Given records ▸

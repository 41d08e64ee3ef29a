//! 32-byte block identifier.
//!
//! A [`BlockId`] is the Keccak256 digest of a block's signed content. IDs are
//! compared for equality and hashed into maps, but carry no meaningful order:
//! the position of a block in a chain comes from the order its ID was
//! announced, never from the ID value.

use crate::{Error, Result};
use rlp::{Decodable, DecoderError, Encodable, Rlp, RlpStream};
use serde::{Deserialize, Deserializer, Serialize, Serializer};
use std::fmt;
use std::str::FromStr;

/// Size of a block identifier in bytes
pub const ID_SIZE: usize = 32;

/// Block identifier
///
/// ```rust
/// use tidal_types::BlockId;
///
/// let id = BlockId::digest(b"block bytes");
/// let parsed: BlockId = id.to_hex().parse().unwrap();
/// assert_eq!(id, parsed);
/// ```
#[derive(Clone, Copy, PartialEq, Eq, Hash, Default)]
pub struct BlockId([u8; ID_SIZE]);

impl BlockId {
    /// The all-zero ID, used as the parent of a genesis block.
    pub const ZERO: Self = Self([0u8; ID_SIZE]);

    /// Wrap raw bytes.
    #[inline]
    pub const fn new(bytes: [u8; ID_SIZE]) -> Self {
        Self(bytes)
    }

    /// Keccak256 digest of `data` as an ID.
    pub fn digest(data: &[u8]) -> Self {
        Self(tidal_crypto::keccak256(data))
    }

    /// Build an ID from a slice of exactly 32 bytes.
    pub fn from_slice(slice: &[u8]) -> Result<Self> {
        let bytes: [u8; ID_SIZE] = slice.try_into().map_err(|_| Error::InvalidLength {
            expected: ID_SIZE,
            actual: slice.len(),
        })?;
        Ok(Self(bytes))
    }

    /// Parse a hex string, with or without `0x`.
    pub fn from_hex(s: &str) -> Result<Self> {
        let s = s.strip_prefix("0x").unwrap_or(s);
        Self::from_slice(&hex::decode(s)?)
    }

    /// Full hex encoding without prefix.
    pub fn to_hex(&self) -> String {
        hex::encode(self.0)
    }

    /// First eight bytes as hex, for log lines.
    pub fn short(&self) -> String {
        hex::encode(&self.0[..8])
    }

    /// Raw bytes.
    #[inline]
    pub const fn as_bytes(&self) -> &[u8; ID_SIZE] {
        &self.0
    }

    /// Whether this is [`BlockId::ZERO`].
    #[inline]
    pub fn is_zero(&self) -> bool {
        self.0 == [0u8; ID_SIZE]
    }
}

impl fmt::Debug for BlockId {
    fn fmt(&self, f: &mut fmt::Formatter<'_>) -> fmt::Result {
        write!(f, "BlockId({})", self.short())
    }
}

impl fmt::Display for BlockId {
    fn fmt(&self, f: &mut fmt::Formatter<'_>) -> fmt::Result {
        f.write_str(&self.short())
    }
}

impl FromStr for BlockId {
    type Err = Error;

    fn from_str(s: &str) -> Result<Self> {
        Self::from_hex(s)
    }
}

impl From<[u8; ID_SIZE]> for BlockId {
    fn from(bytes: [u8; ID_SIZE]) -> Self {
        Self(bytes)
    }
}

impl AsRef<[u8]> for BlockId {
    fn as_ref(&self) -> &[u8] {
        &self.0
    }
}

impl Encodable for BlockId {
    fn rlp_append(&self, s: &mut RlpStream) {
        s.encoder().encode_value(&self.0);
    }
}

impl Decodable for BlockId {
    fn decode(rlp: &Rlp<'_>) -> std::result::Result<Self, DecoderError> {
        let bytes: Vec<u8> = rlp.as_val()?;
        Self::from_slice(&bytes).map_err(|_| DecoderError::RlpInvalidLength)
    }
}

impl Serialize for BlockId {
    fn serialize<S>(&self, serializer: S) -> std::result::Result<S::Ok, S::Error>
    where
        S: Serializer,
    {
        if serializer.is_human_readable() {
            serializer.serialize_str(&self.to_hex())
        } else {
            serializer.serialize_bytes(&self.0)
        }
    }
}

impl<'de> Deserialize<'de> for BlockId {
    fn deserialize<D>(deserializer: D) -> std::result::Result<Self, D::Error>
    where
        D: Deserializer<'de>,
    {
        if deserializer.is_human_readable() {
            let s = String::deserialize(deserializer)?;
            BlockId::from_hex(&s).map_err(serde::de::Error::custom)
        } else {
            let bytes = <Vec<u8>>::deserialize(deserializer)?;
            BlockId::from_slice(&bytes).map_err(serde::de::Error::custom)
        }
    }
}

Problem ▸ Provide only the number of lines from the material above that include the word "serde".

Answer to the problem ▸ 3